### Brief
In the entries that follow, find the line containing "by the caller.", then output exactly every line from the first through that one.

[[ Source data, beginning ]]

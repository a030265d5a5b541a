//! Layered settings for the `convo-graph` binary.
//!
//! Precedence, lowest to highest: built-in defaults, the user config file
//! (`<config dir>/convo-graph/config.{toml,json,yaml}`), a `--config` file,
//! `CONVO_*` environment variables, then CLI flags applied by the caller.

use std::path::PathBuf;

use config::{Config, Environment, File};
use directories::ProjectDirs;
use serde::{Deserialize, Serialize};
use thiserror::Error;

use convo_embeddings::EmbeddingConfig;
use convo_graph::GraphConfig;

#[derive(Debug, Error)]
pub enum SettingsError {
    #[error("Configuration error: {0}")]
    Config(#[from] config::ConfigError),

    #[error("Invalid {section} settings: {reason}")]
    Invalid {
        section: &'static str,
        reason: String,
    },
}

/// Application settings
#[derive(Debug, Clone, Serialize, Deserialize)]
pub struct Settings {
    /// Log level (trace, debug, info, warn, error), or any `EnvFilter` directive
    #[serde(default = "default_log_level")]
    pub log_level: String,

    #[serde(default)]
    pub embedding: EmbeddingConfig,

    #[serde(default)]
    pub graph: GraphConfig,
}

fn default_log_level() -> String {
    "info".to_string()
}

impl Default for Settings {
    fn default() -> Self {
        Self {
            log_level: default_log_level(),
            embedding: EmbeddingConfig::default(),
            graph: GraphConfig::default(),
        }
    }
}

/// Default user config file stem, without extension.
pub fn default_config_path() -> PathBuf {
    ProjectDirs::from("", "", "convo-graph")
        .map(|p| p.config_dir().to_path_buf())
        .unwrap_or_else(|| PathBuf::from("."))
        .join("config")
}

/// Environment source: `CONVO_LOG_LEVEL`, `CONVO_GRAPH__TOP_K`,
/// `CONVO_EMBEDDING__EMBEDDER`, and so on.
pub fn environment() -> Environment {
    Environment::with_prefix("CONVO")
        .prefix_separator("_")
        .separator("__")
        .try_parsing(true)
}

impl Settings {
    /// Load settings from files and the process environment.
    ///
    /// CLI flags should be applied by the caller after this returns.
    pub fn load(cli_config_path: Option<&str>) -> Result<Self, SettingsError> {
        Self::load_with(cli_config_path, environment())
    }

    /// Load settings with an explicit environment source.
    pub fn load_with(
        cli_config_path: Option<&str>,
        env: Environment,
    ) -> Result<Self, SettingsError> {
        let mut builder = Config::builder()
            .set_default("log_level", default_log_level())?
            .add_source(File::with_name(&default_config_path().to_string_lossy()).required(false));

        if let Some(path) = cli_config_path {
            builder = builder.add_source(File::with_name(path).required(true));
        }

        let settings: Settings = builder.add_source(env).build()?.try_deserialize()?;
        settings.validate()?;
        Ok(settings)
    }

    pub fn validate(&self) -> Result<(), SettingsError> {
        self.graph.validate().map_err(|e| SettingsError::Invalid {
            section: "graph",
            reason: e.to_string(),
        })?;
        self.embedding
            .validate()
            .map_err(|reason| SettingsError::Invalid {
                section: "embedding",
                reason,
            })
    }
}
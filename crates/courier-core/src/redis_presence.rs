//! Redis-backed presence directory.
//!
//! Layout, for a prefix `courier`:
//!
//! - `courier:conn:{connection}`: string holding the user id, with a `PX`
//!   expiry equal to the lease.
//! - `courier:user:{user}`: sorted set of connection ids scored by lease
//!   expiry in milliseconds. Expired members are trimmed on read.

use crate::error::RelayError;
use crate::identity::UserId;
use crate::message::now_millis;
use crate::presence::PresenceDirectory;
use async_trait::async_trait;
use courier_protocol::ConnectionId;
use redis::aio::MultiplexedConnection;
use std::collections::HashSet;
use std::time::Duration;
use tracing::{debug, info};

/// Presence directory shared by every worker through Redis.
#[derive(Clone)]
pub struct RedisPresence {
    conn: MultiplexedConnection,
    prefix: String,
    ttl: Duration,
}

fn presence_error(e: redis::RedisError) -> RelayError {
    RelayError::Presence(e.to_string())
}

impl RedisPresence {
    /// Connect to Redis.
    ///
    /// # Errors
    ///
    /// Returns `RelayError::Presence` if the connection cannot be opened.
    pub async fn connect(url: &str, prefix: impl Into<String>, ttl: Duration) -> Result<Self, RelayError> {
        let client = redis::Client::open(url).map_err(presence_error)?;
        let conn = client
            .get_multiplexed_tokio_connection()
            .await
            .map_err(presence_error)?;
        let prefix = prefix.into();
        info!(prefix = %prefix, ttl_ms = ttl.as_millis() as u64, "Connected to Redis presence directory");
        Ok(Self { conn, prefix, ttl })
    }

    fn conn_key(&self, connection: &ConnectionId) -> String {
        format!("{}:conn:{}", self.prefix, connection)
    }

    fn user_key(&self, user: &str) -> String {
        format!("{}:user:{}", self.prefix, user)
    }

    fn ttl_ms(&self) -> u64 {
        self.ttl.as_millis() as u64
    }

    /// Append the writes that (re)establish one lease.
    fn lease(&self, pipe: &mut redis::Pipeline, connection: &ConnectionId, user: &UserId) {
        let ttl = self.ttl_ms();
        let expiry = now_millis() + ttl;
        let user_key = self.user_key(user.as_str());

        pipe.cmd("SET")
            .arg(self.conn_key(connection))
            .arg(user.as_str())
            .arg("PX")
            .arg(ttl)
            .ignore();
        pipe.cmd("ZADD")
            .arg(&user_key)
            .arg(expiry)
            .arg(connection.as_str())
            .ignore();
        pipe.cmd("PEXPIRE").arg(&user_key).arg(ttl).ignore();
    }
}

#[async_trait]
impl PresenceDirectory for RedisPresence {
    async fn register(&self, connection: &ConnectionId, user: &UserId) -> Result<(), RelayError> {
        let mut conn = self.conn.clone();

        let previous: Option<String> = redis::cmd("GET")
            .arg(self.conn_key(connection))
            .query_async(&mut conn)
            .await
            .map_err(presence_error)?;

        let mut pipe = redis::pipe();
        if let Some(previous) = previous.filter(|p| p != user.as_str()) {
            pipe.cmd("ZREM")
                .arg(self.user_key(&previous))
                .arg(connection.as_str())
                .ignore();
        }
        self.lease(&mut pipe, connection, user);

        let () = pipe.query_async(&mut conn).await.map_err(presence_error)?;
        debug!(connection = %connection, user = %user, "Presence: registered");
        Ok(())
    }

    async fn refresh(&self, entries: &[(ConnectionId, UserId)]) -> Result<(), RelayError> {
        if entries.is_empty() {
            return Ok(());
        }
        let mut conn = self.conn.clone();
        let mut pipe = redis::pipe();
        for (connection, user) in entries {
            self.lease(&mut pipe, connection, user);
        }
        let () = pipe.query_async(&mut conn).await.map_err(presence_error)?;
        Ok(())
    }

    async fn unregister(&self, connection: &ConnectionId) -> Result<(), RelayError> {
        let mut conn = self.conn.clone();
        let key = self.conn_key(connection);

        let user: Option<String> = redis::cmd("GET")
            .arg(&key)
            .query_async(&mut conn)
            .await
            .map_err(presence_error)?;

        let mut pipe = redis::pipe();
        pipe.cmd("DEL").arg(&key).ignore();
        if let Some(user) = &user {
            pipe.cmd("ZREM")
                .arg(self.user_key(user))
                .arg(connection.as_str())
                .ignore();
        }
        let () = pipe.query_async(&mut conn).await.map_err(presence_error)?;

        if user.is_some() {
            debug!(connection = %connection, "Presence: unregistered");
        }
        Ok(())
    }

    async fn connections_for(&self, user: &UserId) -> Result<HashSet<ConnectionId>, RelayError> {
        let mut conn = self.conn.clone();
        let key = self.user_key(user.as_str());
        let now = now_millis();

        let (live,): (Vec<String>,) = redis::pipe()
            .cmd("ZREMRANGEBYSCORE")
            .arg(&key)
            .arg("-inf")
            .arg(format!("({now}"))
            .ignore()
            .cmd("ZRANGEBYSCORE")
            .arg(&key)
            .arg(now)
            .arg("+inf")
            .query_async(&mut conn)
            .await
            .map_err(presence_error)?;

        Ok(live.into_iter().map(ConnectionId::from).collect())
    }

    async fn user_for(&self, connection: &ConnectionId) -> Result<Option<UserId>, RelayError> {
        let mut conn = self.conn.clone();
        let user: Option<String> = redis::cmd("GET")
            .arg(self.conn_key(connection))
            .query_async(&mut conn)
            .await
            .map_err(presence_error)?;
        Ok(user.map(UserId::from))
    }

    fn name(&self) -> &'static str {
        "redis"
    }
}
//! Transport abstraction for Courier.
//!
//! A connection is split into two halves so the session driver can wait on
//! inbound events and outbound deliveries at the same time.

use async_trait::async_trait;
use courier_protocol::{ClientEvent, ConnectionId, ServerEvent};
use std::fmt;
use thiserror::Error;

/// Which transport carries a connection.
#[derive(Debug, Clone, Copy, PartialEq, Eq, Hash)]
pub enum TransportKind {
    WebSocket,
    Polling,
}

impl TransportKind {
    #[must_use]
    pub fn as_str(&self) -> &'static str {
        match self {
            TransportKind::WebSocket => "websocket",
            TransportKind::Polling => "polling",
        }
    }
}

impl fmt::Display for TransportKind {
    fn fmt(&self, f: &mut fmt::Formatter<'_>) -> fmt::Result {
        f.write_str(self.as_str())
    }
}

/// Transport errors.
#[derive(Debug, Error)]
pub enum TransportError {
    /// Connection was closed.
    #[error("Connection closed")]
    ConnectionClosed,

    /// Polling session does not exist or was reaped.
    #[error("Unknown session: {0}")]
    UnknownSession(String),

    /// Inbound message exceeds the configured limit.
    #[error("Message too large: {size} bytes (max: {max})")]
    MessageTooLarge { size: usize, max: usize },

    /// Failed to send data.
    #[error("Send failed: {0}")]
    SendFailed(String),

    /// Failed to receive data.
    #[error("Receive failed: {0}")]
    ReceiveFailed(String),

    /// Frame could not be decoded into an event.
    #[error("Protocol error: {0}")]
    Protocol(#[from] courier_protocol::ProtocolError),
}

impl TransportError {
    /// Whether the connection is unusable after this error.
    ///
    /// Malformed or oversized events are reported to the client and the
    /// connection stays open.
    #[must_use]
    pub fn is_fatal(&self) -> bool {
        !matches!(
            self,
            TransportError::Protocol(_) | TransportError::MessageTooLarge { .. }
        )
    }
}

/// Something received from a client.
#[derive(Debug, Clone, PartialEq)]
pub enum Inbound {
    /// A decoded client event.
    Event(ClientEvent),
    /// Keepalive traffic with no event attached.
    Heartbeat,
}

/// Outbound half of a connection.
#[async_trait]
pub trait EventSink: Send {
    /// Deliver one event to the client.
    async fn send(&mut self, event: &ServerEvent) -> Result<(), TransportError>;

    /// Close the connection, optionally telling the client why.
    async fn close(&mut self, reason: Option<String>) -> Result<(), TransportError>;
}

/// Inbound half of a connection.
#[async_trait]
pub trait EventStream: Send {
    /// Receive the next inbound item.
    ///
    /// Returns `None` once the client has gone away.
    async fn recv(&mut self) -> Result<Option<Inbound>, TransportError>;
}

/// An accepted client connection.
pub struct Connection {
    pub id: ConnectionId,
    pub kind: TransportKind,
    pub remote_addr: Option<String>,
    pub sink: Box<dyn EventSink>,
    pub stream: Box<dyn EventStream>,
}

impl fmt::Debug for Connection {
    fn fmt(&self, f: &mut fmt::Formatter<'_>) -> fmt::Result {
        f.debug_struct("Connection")
            .field("id", &self.id)
            .field("kind", &self.kind)
            .field("remote_addr", &self.remote_addr)
            .finish_non_exhaustive()
    }
}
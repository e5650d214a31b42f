//! Event types for the Courier protocol.
//!
//! Every event travels as an object of the form
//! `{"event": "<name>", "data": <payload>}`. Payload fields are camelCase.

use crate::ids::{ConnectionId, RawUserId};
use serde::{Deserialize, Serialize};

/// A reference to a file record that already exists in the file store.
#[derive(Debug, Clone, Default, PartialEq, Serialize, Deserialize)]
#[serde(rename_all = "camelCase")]
pub struct FileRef {
    /// File record id.
    #[serde(default, alias = "_id", alias = "fileId", skip_serializing_if = "Option::is_none")]
    pub id: Option<String>,
    /// Original file name.
    #[serde(default, alias = "filename", skip_serializing_if = "Option::is_none")]
    pub file_name: Option<String>,
    /// Download location.
    #[serde(default, alias = "url", skip_serializing_if = "Option::is_none")]
    pub file_url: Option<String>,
    /// Size in bytes.
    #[serde(default, alias = "size", skip_serializing_if = "Option::is_none")]
    pub file_size: Option<u64>,
}

/// The `uploadedFiles` field, which clients send either as a bare list or
/// wrapped as `{ "data": [...] }`.
#[derive(Debug, Clone, PartialEq, Serialize, Deserialize)]
#[serde(untagged)]
pub enum UploadedFiles {
    /// A bare list of file references.
    List(Vec<FileRef>),
    /// A list wrapped in an upload response object.
    Wrapped {
        /// The wrapped list.
        data: Vec<FileRef>,
    },
}

impl UploadedFiles {
    /// Borrow the file references regardless of the outer shape.
    #[must_use]
    pub fn files(&self) -> &[FileRef] {
        match self {
            UploadedFiles::List(files) | UploadedFiles::Wrapped { data: files } => files,
        }
    }
}

impl Default for UploadedFiles {
    fn default() -> Self {
        UploadedFiles::List(Vec::new())
    }
}

/// `authenticate` payload.
#[derive(Debug, Clone, Default, PartialEq, Serialize, Deserialize)]
#[serde(rename_all = "camelCase")]
pub struct AuthenticatePayload {
    /// Identity hint.
    #[serde(default, skip_serializing_if = "Option::is_none")]
    pub user_id: Option<RawUserId>,
}

/// `message` payload sent by a client.
#[derive(Debug, Clone, Default, PartialEq, Serialize, Deserialize)]
#[serde(rename_all = "camelCase")]
pub struct DirectMessagePayload {
    #[serde(default, skip_serializing_if = "Option::is_none")]
    pub sender_id: Option<RawUserId>,
    #[serde(default, skip_serializing_if = "Option::is_none")]
    pub receiver_id: Option<RawUserId>,
    #[serde(default, skip_serializing_if = "Option::is_none")]
    pub content: Option<String>,
    /// Previously uploaded files to attach.
    #[serde(default, skip_serializing_if = "Vec::is_empty")]
    pub file_ids: Vec<String>,
}

/// `grpMessage` payload sent by a client.
#[derive(Debug, Clone, Default, PartialEq, Serialize, Deserialize)]
#[serde(rename_all = "camelCase")]
pub struct ChannelMessagePayload {
    #[serde(default, skip_serializing_if = "Option::is_none")]
    pub channel_id: Option<String>,
    #[serde(default, skip_serializing_if = "Option::is_none")]
    pub sender_id: Option<RawUserId>,
    #[serde(default, skip_serializing_if = "Option::is_none")]
    pub content: Option<String>,
    #[serde(default, skip_serializing_if = "Vec::is_empty")]
    pub file_ids: Vec<String>,
}

/// `fileSendNotify` payload sent by a client.
#[derive(Debug, Clone, Default, PartialEq, Serialize, Deserialize)]
#[serde(rename_all = "camelCase")]
pub struct DirectFileNoticePayload {
    #[serde(default, skip_serializing_if = "Option::is_none")]
    pub sender: Option<RawUserId>,
    #[serde(default, skip_serializing_if = "Option::is_none")]
    pub receiver: Option<RawUserId>,
    #[serde(default)]
    pub uploaded_files: UploadedFiles,
    /// Optional message text bundled with the files.
    #[serde(default, skip_serializing_if = "Option::is_none")]
    pub content: Option<String>,
}

/// `grpFileSendNotify` payload sent by a client.
#[derive(Debug, Clone, Default, PartialEq, Serialize, Deserialize)]
#[serde(rename_all = "camelCase")]
pub struct ChannelFileNoticePayload {
    #[serde(default, skip_serializing_if = "Option::is_none")]
    pub channel_id: Option<String>,
    #[serde(default, skip_serializing_if = "Option::is_none")]
    pub user_id: Option<RawUserId>,
    #[serde(default)]
    pub uploaded_files: UploadedFiles,
    #[serde(default, skip_serializing_if = "Option::is_none")]
    pub content: Option<String>,
}

/// Keepalive payload, shared by `ping` and `pong`.
#[derive(Debug, Clone, Copy, Default, PartialEq, Eq, Serialize, Deserialize)]
pub struct PingPayload {
    #[serde(default, skip_serializing_if = "Option::is_none")]
    pub timestamp: Option<u64>,
}

/// Events sent by clients.
#[derive(Debug, Clone, PartialEq, Serialize, Deserialize)]
#[serde(tag = "event", content = "data")]
pub enum ClientEvent {
    /// Re-assert identity on a joined connection.
    #[serde(rename = "authenticate")]
    Authenticate(AuthenticatePayload),

    /// Direct (1:1) message.
    #[serde(rename = "message")]
    DirectMessage(DirectMessagePayload),

    /// Channel message.
    #[serde(rename = "grpMessage")]
    ChannelMessage(ChannelMessagePayload),

    /// Notify a direct-message peer about uploaded files.
    #[serde(rename = "fileSendNotify")]
    DirectFileNotice(DirectFileNoticePayload),

    /// Notify a channel about uploaded files.
    #[serde(rename = "grpFileSendNotify")]
    ChannelFileNotice(ChannelFileNoticePayload),

    /// Keepalive ping.
    #[serde(rename = "ping")]
    Ping(PingPayload),
}

impl ClientEvent {
    /// Wire name of the event.
    #[must_use]
    pub fn name(&self) -> &'static str {
        match self {
            ClientEvent::Authenticate(_) => "authenticate",
            ClientEvent::DirectMessage(_) => "message",
            ClientEvent::ChannelMessage(_) => "grpMessage",
            ClientEvent::DirectFileNotice(_) => "fileSendNotify",
            ClientEvent::ChannelFileNotice(_) => "grpFileSendNotify",
            ClientEvent::Ping(_) => "ping",
        }
    }
}

/// `connected` payload: the handshake succeeded.
#[derive(Debug, Clone, PartialEq, Serialize, Deserialize)]
#[serde(rename_all = "camelCase")]
pub struct ConnectedPayload {
    pub connection_id: ConnectionId,
    /// Canonical user id.
    pub user_id: String,
    pub username: String,
    /// Recommended heartbeat interval in milliseconds.
    pub heartbeat: u32,
    /// Negotiated protocol version.
    pub version: String,
}

/// `channelsSynced` payload.
#[derive(Debug, Clone, Default, PartialEq, Serialize, Deserialize)]
#[serde(rename_all = "camelCase")]
pub struct ChannelsSyncedPayload {
    pub channels: Vec<String>,
}

/// A persisted message as delivered to recipients.
#[derive(Debug, Clone, Default, PartialEq, Serialize, Deserialize)]
#[serde(rename_all = "camelCase")]
pub struct DeliveredMessage {
    pub message_id: String,
    #[serde(default, skip_serializing_if = "Option::is_none")]
    pub channel_id: Option<String>,
    pub sender_id: String,
    pub sender_name: String,
    #[serde(default, skip_serializing_if = "Option::is_none")]
    pub receiver_id: Option<String>,
    pub content: String,
    #[serde(default, skip_serializing_if = "Vec::is_empty")]
    pub file_ids: Vec<String>,
    /// Persistence timestamp in milliseconds since the epoch.
    pub timestamp: u64,
}

/// A file-share notice as delivered to recipients.
#[derive(Debug, Clone, Default, PartialEq, Serialize, Deserialize)]
#[serde(rename_all = "camelCase")]
pub struct DeliveredFiles {
    pub sender_id: String,
    pub sender_name: String,
    #[serde(default, skip_serializing_if = "Option::is_none")]
    pub channel_id: Option<String>,
    #[serde(default, skip_serializing_if = "Option::is_none")]
    pub receiver_id: Option<String>,
    pub files: Vec<FileRef>,
    /// Set when the notice was bundled with message content.
    #[serde(default, skip_serializing_if = "Option::is_none")]
    pub message_id: Option<String>,
    #[serde(default, skip_serializing_if = "Option::is_none")]
    pub content: Option<String>,
}

/// `notification` payload.
#[derive(Debug, Clone, Default, PartialEq, Serialize, Deserialize)]
#[serde(rename_all = "camelCase")]
pub struct NotificationPayload {
    #[serde(rename = "type")]
    pub kind: String,
    pub title: String,
    pub content: String,
    pub sender_id: String,
    #[serde(default, skip_serializing_if = "Option::is_none")]
    pub chat_id: Option<String>,
}

/// `messageSent` payload: acknowledgment to the sender.
#[derive(Debug, Clone, Default, PartialEq, Serialize, Deserialize)]
#[serde(rename_all = "camelCase")]
pub struct MessageSentPayload {
    pub success: bool,
    pub message_id: String,
    #[serde(default, skip_serializing_if = "Option::is_none")]
    pub channel_id: Option<String>,
}

/// `filesUploaded` payload: acknowledgment of a file-share notice.
#[derive(Debug, Clone, Default, PartialEq, Serialize, Deserialize)]
#[serde(rename_all = "camelCase")]
pub struct FilesUploadedPayload {
    pub file_ids: Vec<String>,
    #[serde(default, skip_serializing_if = "Option::is_none")]
    pub channel_id: Option<String>,
    #[serde(default, skip_serializing_if = "Option::is_none")]
    pub receiver_id: Option<String>,
}

/// Events sent by the server.
#[derive(Debug, Clone, PartialEq, Serialize, Deserialize)]
#[serde(tag = "event", content = "data")]
pub enum ServerEvent {
    #[serde(rename = "connected")]
    Connected(ConnectedPayload),

    #[serde(rename = "channelsSynced")]
    ChannelsSynced(ChannelsSyncedPayload),

    #[serde(rename = "message")]
    DirectMessage(DeliveredMessage),

    #[serde(rename = "grpMessage")]
    ChannelMessage(DeliveredMessage),

    #[serde(rename = "fileSendNotify")]
    DirectFileNotice(DeliveredFiles),

    #[serde(rename = "grpFileSendNotify")]
    ChannelFileNotice(DeliveredFiles),

    #[serde(rename = "notification")]
    Notification(NotificationPayload),

    #[serde(rename = "messageSent")]
    MessageSent(MessageSentPayload),

    #[serde(rename = "filesUploaded")]
    FilesUploaded(FilesUploadedPayload),

    /// Informational notice, e.g. "recipient offline".
    #[serde(rename = "info")]
    Info(String),

    /// Short human-readable error.
    #[serde(rename = "error")]
    Error(String),

    #[serde(rename = "pong")]
    Pong(PingPayload),
}

impl ServerEvent {
    /// Wire name of the event.
    #[must_use]
    pub fn name(&self) -> &'static str {
        match self {
            ServerEvent::Connected(_) => "connected",
            ServerEvent::ChannelsSynced(_) => "channelsSynced",
            ServerEvent::DirectMessage(_) => "message",
            ServerEvent::ChannelMessage(_) => "grpMessage",
            ServerEvent::DirectFileNotice(_) => "fileSendNotify",
            ServerEvent::ChannelFileNotice(_) => "grpFileSendNotify",
            ServerEvent::Notification(_) => "notification",
            ServerEvent::MessageSent(_) => "messageSent",
            ServerEvent::FilesUploaded(_) => "filesUploaded",
            ServerEvent::Info(_) => "info",
            ServerEvent::Error(_) => "error",
            ServerEvent::Pong(_) => "pong",
        }
    }

    /// Create an `error` event.
    #[must_use]
    pub fn error(message: impl Into<String>) -> Self {
        ServerEvent::Error(message.into())
    }

    /// Create an `info` event.
    #[must_use]
    pub fn info(message: impl Into<String>) -> Self {
        ServerEvent::Info(message.into())
    }

    /// Create a `channelsSynced` event.
    #[must_use]
    pub fn channels_synced<I, S>(channels: I) -> Self
    where
        I: IntoIterator<Item = S>,
        S: Into<String>,
    {
        ServerEvent::ChannelsSynced(ChannelsSyncedPayload {
            channels: channels.into_iter().map(Into::into).collect(),
        })
    }
}

#[cfg(test)]
mod tests {
    use super::*;
    use serde_json::json;

    #[test]
    fn test_client_event_names() {
        let ping = ClientEvent::Ping(PingPayload::default());
        assert_eq!(ping.name(), "ping");

        let msg = ClientEvent::ChannelMessage(ChannelMessagePayload::default());
        assert_eq!(msg.name(), "grpMessage");
    }

    #[test]
    fn test_channel_message_wire_shape() {
        let raw = json!({
            "event": "grpMessage",
            "data": {"channelId": "general", "senderId": 1, "content": "hi"}
        });

        let event: ClientEvent = serde_json::from_value(raw).unwrap();
        match event {
            ClientEvent::ChannelMessage(payload) => {
                assert_eq!(payload.channel_id.as_deref(), Some("general"));
                assert_eq!(payload.sender_id, Some(RawUserId::Number(1)));
                assert_eq!(payload.content.as_deref(), Some("hi"));
                assert!(payload.file_ids.is_empty());
            }
            other => panic!("Expected grpMessage, got {:?}", other),
        }
    }

    #[test]
    fn test_uploaded_files_both_shapes() {
        let listed: UploadedFiles =
            serde_json::from_value(json!([{"_id": "file_1", "filename": "a.png", "size": 10}]))
                .unwrap();
        let wrapped: UploadedFiles =
            serde_json::from_value(json!({"data": [{"fileId": "file_1", "url": "http://x/a"}]}))
                .unwrap();

        assert_eq!(listed.files()[0].id.as_deref(), Some("file_1"));
        assert_eq!(listed.files()[0].file_name.as_deref(), Some("a.png"));
        assert_eq!(listed.files()[0].file_size, Some(10));
        assert_eq!(wrapped.files()[0].id.as_deref(), Some("file_1"));
        assert_eq!(wrapped.files()[0].file_url.as_deref(), Some("http://x/a"));
    }

    #[test]
    fn test_missing_optional_fields_still_decode() {
        let event: ClientEvent =
            serde_json::from_value(json!({"event": "message", "data": {}})).unwrap();
        assert_eq!(
            event,
            ClientEvent::DirectMessage(DirectMessagePayload::default())
        );
    }

    #[test]
    fn test_server_error_is_plain_string() {
        let value = serde_json::to_value(ServerEvent::error("User not found")).unwrap();
        assert_eq!(value, json!({"event": "error", "data": "User not found"}));
    }

    #[test]
    fn test_notification_type_field() {
        let event = ServerEvent::Notification(NotificationPayload {
            kind: "message".into(),
            title: "New Message".into(),
            content: "alice sent you a message.".into(),
            sender_id: "3".into(),
            chat_id: None,
        });
        let value = serde_json::to_value(event).unwrap();
        assert_eq!(value["data"]["type"], "message");
        assert!(value["data"].get("chatId").is_none());
    }
}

[[ Source data, end ]]

### Exercise response
repository a030265d5a5b541a
//! Layered settings for the `convo-graph` binary.
//!
//! Precedence, lowest to highest: built-in defaults, the user config file
//! (`<config dir>/convo-graph/config.{toml,json,yaml}`), a `--config` file,
//! `CONVO_*` environment variables, then CLI flags applied by the caller.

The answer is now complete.